===== Available data =====

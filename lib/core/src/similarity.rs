//! Cosine similarity over term-count rows
//!
//! All scores lie in `[0.0, 1.0]`. A row with no tokens scores 0 against
//! everything, including itself.

use crate::matrix::{SparseRow, TermCountMatrix};
use rayon::prelude::*;

/// Cosine similarity of two term-count rows
///
/// The dot product and both squared norms are exact integers, so the score
/// is bit-for-bit symmetric in its arguments.
#[inline]
pub fn cosine(a: &SparseRow, b: &SparseRow) -> f32 {
    if a.norm_sq() == 0 || b.norm_sq() == 0 {
        return 0.0;
    }
    let dot = a.dot(b) as f64;
    let score = dot / (a.norm() * b.norm());
    score.clamp(0.0, 1.0) as f32
}

/// Scores of `query` against every row of `matrix`, in row order
pub fn cosine_row(query: &SparseRow, matrix: &TermCountMatrix) -> Vec<f32> {
    matrix.rows().iter().map(|row| cosine(query, row)).collect()
}

/// Dense all-pairs similarity matrix
///
/// Costs `n^2` floats; only built when the engine is configured to
/// precompute.
#[derive(Debug, Clone)]
pub struct SimilarityMatrix {
    n: usize,
    data: Vec<f32>,
}

impl SimilarityMatrix {
    /// Compute the upper triangle in parallel and mirror it
    pub fn build(matrix: &TermCountMatrix) -> Self {
        let rows = matrix.rows();
        let n = rows.len();

        let upper: Vec<Vec<f32>> = (0..n)
            .into_par_iter()
            .map(|i| rows[i..].iter().map(|other| cosine(&rows[i], other)).collect())
            .collect();

        let mut data = vec![0.0f32; n * n];
        for (i, tail) in upper.into_iter().enumerate() {
            for (offset, score) in tail.into_iter().enumerate() {
                let j = i + offset;
                data[i * n + j] = score;
                data[j * n + i] = score;
            }
        }

        Self { n, data }
    }

    #[inline]
    pub fn len(&self) -> usize {
        self.n
    }

    #[inline]
    pub fn is_empty(&self) -> bool {
        self.n == 0
    }

    #[inline]
    pub fn get(&self, a: usize, b: usize) -> Option<f32> {
        if a < self.n && b < self.n {
            Some(self.data[a * self.n + b])
        } else {
            None
        }
    }

    /// All scores of item `index`, in row order
    #[inline]
    pub fn row(&self, index: usize) -> Option<&[f32]> {
        if index < self.n {
            Some(&self.data[index * self.n..(index + 1) * self.n])
        } else {
            None
        }
    }
}

#[cfg(test)]
mod tests {
    use super::*;
    use crate::indexer::build;
    use crate::item::Item;

    fn row(pairs: &[(u32, u32)]) -> SparseRow {
        SparseRow::from_pairs(pairs.to_vec())
    }

    #[test]
    fn test_cosine_identical() {
        let a = row(&[(0, 1), (1, 2)]);
        assert!((cosine(&a, &a) - 1.0).abs() < 1e-6);
    }

    #[test]
    fn test_cosine_orthogonal() {
        assert_eq!(cosine(&row(&[(0, 1)]), &row(&[(1, 1)])), 0.0);
    }

    #[test]
    fn test_cosine_zero_norm() {
        let empty = row(&[]);
        assert_eq!(cosine(&empty, &row(&[(0, 3)])), 0.0);
        assert_eq!(cosine(&empty, &empty), 0.0);
    }

    #[test]
    fn test_cosine_known_value() {
        // [1, 1, 0] vs [1, 0, 1] -> 1 / 2
        let sim = cosine(&row(&[(0, 1), (1, 1)]), &row(&[(0, 1), (2, 1)]));
        assert!((sim - 0.5).abs() < 1e-6);
    }

    #[test]
    fn test_cosine_symmetric_bitwise() {
        let a = row(&[(0, 3), (2, 1), (5, 7)]);
        let b = row(&[(0, 1), (5, 2), (6, 4)]);
        assert_eq!(cosine(&a, &b).to_bits(), cosine(&b, &a).to_bits());
    }

    #[test]
    fn test_precomputed_matches_on_demand() {
        let items = vec![
            Item::new("Avatar").with_genres("Action Adventure Fantasy"),
            Item::new("Avengers").with_genres("Action Adventure"),
            Item::new("Titanic").with_genres("Drama Romance"),
            Item::new("Blank"),
        ];
        let (_, matrix) = build(&items).unwrap();
        let sims = SimilarityMatrix::build(&matrix);

        assert_eq!(sims.len(), 4);
        for i in 0..4 {
            let on_demand = cosine_row(&matrix.rows()[i], &matrix);
            assert_eq!(sims.row(i).unwrap(), on_demand.as_slice());
            for j in 0..4 {
                assert_eq!(sims.get(i, j), sims.get(j, i));
            }
        }
        assert_eq!(sims.get(3, 3), Some(0.0));
        assert_eq!(sims.get(4, 0), None);
        assert!(sims.row(4).is_none());
    }
}
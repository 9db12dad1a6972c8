use thiserror::Error;

pub type Result<T> = std::result::Result<T, Error>;

#[derive(Error, Debug)]
pub enum Error {
    #[error("IO error: {0}")]
    Io(#[from] std::io::Error),

    #[error("Malformed corpus: {0}")]
    Csv(#[from] csv::Error),

    #[error("Corpus is missing required column: {0}")]
    MissingColumn(String),

    #[error("Corpus contains no usable items")]
    EmptyCorpus,

    #[error("Movie '{0}' not found in the database")]
    NotFound(String),

    #[error("Invalid configuration: {0}")]
    InvalidConfig(String),
}

impl Error {
    /// Whether the engine stays usable after this error and the caller may
    /// simply retry with a different query.
    pub fn is_recoverable(&self) -> bool {
        matches!(self, Error::NotFound(_))
    }

    /// Load-time failures that make the corpus unreadable.
    pub fn is_io_class(&self) -> bool {
        matches!(self, Error::Io(_) | Error::Csv(_) | Error::MissingColumn(_))
    }
}
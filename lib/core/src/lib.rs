//! # reelmatch Core
//!
//! Core library for the reelmatch content-based recommender.
//!
//! This crate provides the indexing and ranking engine:
//!
//! - [`Item`] - A typed movie record with normalized attribute columns
//! - [`CorpusIndexer`] - Builds a [`Vocabulary`] and sparse [`TermCountMatrix`]
//! - [`CorpusHandle`] - Immutable loaded corpus, shareable across threads
//! - [`recommend`] - Resolves a title query and ranks items by cosine similarity
//! - [`QuerySession`] - Background dispatch with last-query-wins semantics
//!
//! ## Example
//!
//! ```rust
//! use reelmatch_core::{recommend, CorpusHandle, EngineConfig, Item};
//!
//! let items = vec![
//!     Item::new("Avatar").with_genres("Action Adventure"),
//!     Item::new("Avengers").with_genres("Action Adventure"),
//!     Item::new("Titanic").with_genres("Drama Romance"),
//! ];
//! let corpus = CorpusHandle::from_items(items, EngineConfig::default()).unwrap();
//!
//! let recs = recommend(&corpus, "avatar", 2).unwrap();
//! assert_eq!(recs.items[0].title, "Avengers");
//! ```

pub mod config;
pub mod corpus;
pub mod error;
pub mod indexer;
pub mod item;
pub mod matrix;
pub mod ranker;
pub mod session;
pub mod similarity;
pub mod tokenize;
pub mod vocabulary;

pub use config::{EngineConfig, DEFAULT_TOP_K};
pub use corpus::{CorpusHandle, CorpusStats};
pub use error::{Error, Result};
pub use indexer::{build, CorpusIndexer};
pub use item::{FeatureField, Item};
pub use matrix::{SparseRow, TermCountMatrix};
pub use ranker::{
    rank, recommend, recommend_default, resolve_query, MatchKind, QueryMatch, Recommendation,
    Recommendations,
};
pub use session::{QueryOutcome, QuerySession};
pub use similarity::{cosine, SimilarityMatrix};
pub use tokenize::{Tokenizer, TokenizerKind};
pub use vocabulary::Vocabulary;

/// Load a corpus file with the given configuration
pub fn load_corpus<P: AsRef<std::path::Path>>(path: P, config: EngineConfig) -> Result<CorpusHandle> {
    CorpusHandle::load(path, config)
}
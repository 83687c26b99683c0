// Business logic between the HTTP handlers and storage

pub mod course_service;
pub mod student_service;

pub use course_service::*;
pub use student_service::*;

use thiserror::Error;

use crate::storage::RepositoryError;

#[derive(Error, Debug)]
pub enum ServiceError {
    #[error("{0}")]
    Validation(String),
    #[error(transparent)]
    Repository(#[from] RepositoryError),
}

impl ServiceError {
    pub fn validation(err: anyhow::Error) -> Self {
        ServiceError::Validation(err.to_string())
    }
}

pub type ServiceResult<T> = Result<T, ServiceError>;
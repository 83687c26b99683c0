use crate::config::AppConfig;
use crate::services::{CourseService, StudentService};
use crate::storage::Storage;

/// Shared by every handler; cloning is cheap.
#[derive(Clone)]
pub struct AppState {
    pub courses: CourseService,
    pub students: StudentService,
    pub storage: Storage,
}

impl AppState {
    pub fn new(storage: Storage, config: &AppConfig) -> Self {
        Self {
            courses: CourseService::new(&storage, config.max_students_per_course),
            students: StudentService::new(&storage),
            storage,
        }
    }
}
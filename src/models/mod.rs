// Resource models and request bodies

pub mod course;
pub mod student;
pub mod validation;

pub use course::*;
pub use student::*;
pub use validation::*;
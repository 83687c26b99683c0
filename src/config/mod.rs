// Environment-driven configuration and startup helpers

pub mod app;
pub mod database;
pub mod seeding;

pub use app::AppConfig;
pub use database::{run_migrations, DatabaseConfig};
pub use seeding::DatabaseSeeder;
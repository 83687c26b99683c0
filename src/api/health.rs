use axum::{extract::State, http::StatusCode, response::Json};
use serde_json::{json, Value};

use super::state::AppState;

pub async fn health_check(State(state): State<AppState>) -> (StatusCode, Json<Value>) {
    let (status, label) = match state.storage.ping().await {
        Ok(()) => (StatusCode::OK, "healthy"),
        Err(e) => {
            tracing::warn!("Health check failed: {}", e);
            (StatusCode::SERVICE_UNAVAILABLE, "unhealthy")
        }
    };

    (
        status,
        Json(json!({
            "status": label,
            "service": "course-api",
            "version": env!("CARGO_PKG_VERSION"),
            "storage": state.storage.backend().as_str(),
            "timestamp": chrono::Utc::now().to_rfc3339()
        })),
    )
}
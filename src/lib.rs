//! REST service for courses and their enrolled students.
//!
//! The HTTP layer lives in [`api`], business rules in [`services`] and
//! persistence behind the repository traits in [`storage`].

pub mod api;
pub mod config;
pub mod models;
pub mod services;
pub mod storage;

=====

## Work request
Leave out every line above except those from the line with "contains no usable" up to and including the line with "pub fn is_io_class(&self)", and copy those exactly.

## Task response
    #[error("Corpus contains no usable items")]
    EmptyCorpus,

    #[error("Movie '{0}' not found in the database")]
    NotFound(String),

    #[error("Invalid configuration: {0}")]
    InvalidConfig(String),
}

impl Error {
    /// Whether the engine stays usable after this error and the caller may
    /// simply retry with a different query.
    pub fn is_recoverable(&self) -> bool {
        matches!(self, Error::NotFound(_))
    }

    /// Load-time failures that make the corpus unreadable.
    pub fn is_io_class(&self) -> bool {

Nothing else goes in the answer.